START DATA RECORDS

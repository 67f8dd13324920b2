use num_bigint_dig::BigUint;
use strum::IntoEnumIterator;
use strum_macros::{EnumCount, EnumIter, IntoStaticStr};
use xmsg_bits::{BitLayout, Bits, OverflowPolicy};

use super::{trace_blank, trace_hex, type_label, MemMsgType};
use crate::{
    codec::FieldCodec, CodecError, MemMsgConfig, MemRespMsg, MsgKind, MEM_TEST_NBITS,
    MEM_TYPE_NBITS,
};

/// Fields of a memory response, most significant first.
#[derive(Copy, Clone, Debug, PartialEq, Eq, EnumCount, EnumIter, IntoStaticStr)]
#[strum(serialize_all = "snake_case")]
#[repr(usize)]
pub enum MemRespField {
    Type,
    Opaque,
    Test,
    Len,
    Data,
}

impl MemRespField {
    pub fn nbits(self, config: &MemMsgConfig) -> usize {
        match self {
            MemRespField::Type => MEM_TYPE_NBITS,
            MemRespField::Opaque => config.opaque_nbits,
            MemRespField::Test => MEM_TEST_NBITS,
            MemRespField::Len => config.len_nbits(),
            MemRespField::Data => config.data_nbits,
        }
    }

    pub fn name(self) -> &'static str {
        self.into()
    }
}

#[derive(Clone, Debug, Default, PartialEq, Eq, Hash, derive_new::new)]
pub struct MemRespFields {
    pub ty: u8,
    pub opaque: u64,
    /// Two spare bits the memory model may use to report test information (e.g. hit/miss).
    pub test: u8,
    pub data: BigUint,
}

#[derive(Clone, Debug)]
pub struct MemRespCodec {
    config: MemMsgConfig,
    inner: FieldCodec,
}

impl MemRespCodec {
    pub fn new(config: MemMsgConfig, policy: OverflowPolicy) -> Result<Self, CodecError> {
        config.validate()?;
        let layout =
            BitLayout::msb_first(MemRespField::iter().map(|f| (f.name(), f.nbits(&config))));
        Ok(Self {
            config,
            inner: FieldCodec::new(MsgKind::MemResp, layout, policy),
        })
    }

    pub fn config(&self) -> &MemMsgConfig {
        &self.config
    }

    pub fn layout(&self) -> &BitLayout {
        self.inner.layout()
    }

    pub fn policy(&self) -> OverflowPolicy {
        self.inner.policy()
    }

    /// Builds a response with zero `opaque` and `test` fields.
    pub fn encode(&self, ty: u8, data: impl Into<BigUint>) -> Result<MemRespMsg, CodecError> {
        self.encode_fields(&MemRespFields::new(ty, 0, 0, data.into()))
    }

    pub fn encode_fields(&self, fields: &MemRespFields) -> Result<MemRespMsg, CodecError> {
        self.inner
            .pack([
                BigUint::from(fields.ty),
                BigUint::from(fields.opaque),
                BigUint::from(fields.test),
                BigUint::from(self.config.derived_len()),
                fields.data.clone(),
            ])
            .map(MemRespMsg)
    }

    /// Wraps a received bit vector, checking its width against this codec's layout.
    pub fn message(&self, bits: Bits) -> Result<MemRespMsg, CodecError> {
        self.inner.check(bits).map(MemRespMsg)
    }

    pub fn decode_type(&self, msg: &MemRespMsg) -> u8 {
        self.field_u64(msg, MemRespField::Type) as u8
    }

    pub fn decode_opaque(&self, msg: &MemRespMsg) -> u64 {
        self.field_u64(msg, MemRespField::Opaque)
    }

    pub fn decode_test(&self, msg: &MemRespMsg) -> u8 {
        self.field_u64(msg, MemRespField::Test) as u8
    }

    pub fn decode_len(&self, msg: &MemRespMsg) -> u64 {
        self.field_u64(msg, MemRespField::Len)
    }

    pub fn decode_data(&self, msg: &MemRespMsg) -> BigUint {
        self.inner
            .field(msg.as_bits(), MemRespField::Data as usize)
            .into_value()
    }

    pub fn decode_fields(&self, msg: &MemRespMsg) -> MemRespFields {
        MemRespFields::new(
            self.decode_type(msg),
            self.decode_opaque(msg),
            self.decode_test(msg),
            self.decode_data(msg),
        )
    }

    /// Renders the response as `rd:<opaque>:<data>` / `wr:<opaque>:`. Write responses leave
    /// the data column blank.
    pub fn line_trace(&self, msg: &MemRespMsg) -> String {
        let ty = self.decode_type(msg);
        let data = if MemMsgType::from_repr(ty) == Some(MemMsgType::Write) {
            trace_blank(self.config.data_nbits)
        } else {
            trace_hex(self.config.data_nbits, self.decode_data(msg))
        };
        format!(
            "{}:{}:{}",
            type_label(ty),
            trace_hex(self.config.opaque_nbits, self.decode_opaque(msg)),
            data
        )
    }

    fn field_u64(&self, msg: &MemRespMsg, field: MemRespField) -> u64 {
        self.inner.field_u64(msg.as_bits(), field as usize)
    }
}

END DATA RECORDS

**YOUR TASK:** Please output each entry above exactly, leaving nothing out.

**WRITTEN ANSWER:**
repository 67f8dd13324920b2
use num_bigint_dig::BigUint;
use strum::IntoEnumIterator;
use strum_macros::{EnumCount, EnumIter, IntoStaticStr};
use xmsg_bits::{BitLayout, Bits, OverflowPolicy};

use super::{trace_blank, trace_hex, type_label, MemMsgType};
use crate::{
    codec::FieldCodec, CodecError, MemMsgConfig, MemRespMsg, MsgKind, MEM_TEST_NBITS,
    MEM_TYPE_NBITS,
};

/// Fields of a memory response, most significant first.
#[derive(Copy, Clone, Debug, PartialEq, Eq, EnumCount, EnumIter, IntoStaticStr)]
#[strum(serialize_all = "snake_case")]
#[repr(usize)]
pub enum MemRespField {
    Type,
    Opaque,
    Test,
    Len,
    Data,
}

impl MemRespField {
    pub fn nbits(self, config: &MemMsgConfig) -> usize {
        match self {
            MemRespField::Type => MEM_TYPE_NBITS,
            MemRespField::Opaque => config.opaque_nbits,
            MemRespField::Test => MEM_TEST_NBITS,
            MemRespField::Len => config.len_nbits(),
            MemRespField::Data => config.data_nbits,
        }
    }

    pub fn name(self) -> &'static str {
        self.into()
    }
}

#[derive(Clone, Debug, Default, PartialEq, Eq, Hash, derive_new::new)]
pub struct MemRespFields {
    pub ty: u8,
    pub opaque: u64,
    /// Two spare bits the memory model may use to report test information (e.g. hit/miss).
    pub test: u8,
    pub data: BigUint,
}

#[derive(Clone, Debug)]
pub struct MemRespCodec {
    config: MemMsgConfig,
    inner: FieldCodec,
}

impl MemRespCodec {
    pub fn new(config: MemMsgConfig, policy: OverflowPolicy) -> Result<Self, CodecError> {
        config.validate()?;
        let layout =
            BitLayout::msb_first(MemRespField::iter().map(|f| (f.name(), f.nbits(&config))));
        Ok(Self {
            config,
            inner: FieldCodec::new(MsgKind::MemResp, layout, policy),
        })
    }

    pub fn config(&self) -> &MemMsgConfig {
        &self.config
    }

    pub fn layout(&self) -> &BitLayout {
        self.inner.layout()
    }

    pub fn policy(&self) -> OverflowPolicy {
        self.inner.policy()
    }

    /// Builds a response with zero `opaque` and `test` fields.
    pub fn encode(&self, ty: u8, data: impl Into<BigUint>) -> Result<MemRespMsg, CodecError> {
        self.encode_fields(&MemRespFields::new(ty, 0, 0, data.into()))
    }

    pub fn encode_fields(&self, fields: &MemRespFields) -> Result<MemRespMsg, CodecError> {
        self.inner
            .pack([
                BigUint::from(fields.ty),
                BigUint::from(fields.opaque),
                BigUint::from(fields.test),
                BigUint::from(self.config.derived_len()),
                fields.data.clone(),
            ])
            .map(MemRespMsg)
    }

    /// Wraps a received bit vector, checking its width against this codec's layout.
    pub fn message(&self, bits: Bits) -> Result<MemRespMsg, CodecError> {
        self.inner.check(bits).map(MemRespMsg)
    }

    pub fn decode_type(&self, msg: &MemRespMsg) -> u8 {
        self.field_u64(msg, MemRespField::Type) as u8
    }

    pub fn decode_opaque(&self, msg: &MemRespMsg) -> u64 {
        self.field_u64(msg, MemRespField::Opaque)
    }

    pub fn decode_test(&self, msg: &MemRespMsg) -> u8 {
        self.field_u64(msg, MemRespField::Test) as u8
    }

    pub fn decode_len(&self, msg: &MemRespMsg) -> u64 {
        self.field_u64(msg, MemRespField::Len)
    }

    pub fn decode_data(&self, msg: &MemRespMsg) -> BigUint {
        self.inner
            .field(msg.as_bits(), MemRespField::Data as usize)
            .into_value()
    }

    pub fn decode_fields(&self, msg: &MemRespMsg) -> MemRespFields {
        MemRespFields::new(
            self.decode_type(msg),
            self.decode_opaque(msg),
            self.decode_test(msg),
            self.decode_data(msg),
        )
    }

    /// Renders the response as `rd:<opaque>:<data>` / `wr:<opaque>:`. Write responses leave
    /// the data column blank.
    pub fn line_trace(&self, msg: &MemRespMsg) -> String {
        let ty = self.decode_type(msg);
        let data = if MemMsgType::from_repr(ty) == Some(MemMsgType::Write) {
            trace_blank(self.config.data_nbits)
        } else {
            trace_hex(self.config.data_nbits, self.decode_data(msg))
        };
        format!(
            "{}:{}:{}",
            type_label(ty),
            trace_hex(self.config.opaque_nbits, self.decode_opaque(msg)),
            data
        )
    }

    fn field_u64(&self, msg: &MemRespMsg, field: MemRespField) -> u64 {
        self.inner.field_u64(msg.as_bits(), field as usize)
    }
}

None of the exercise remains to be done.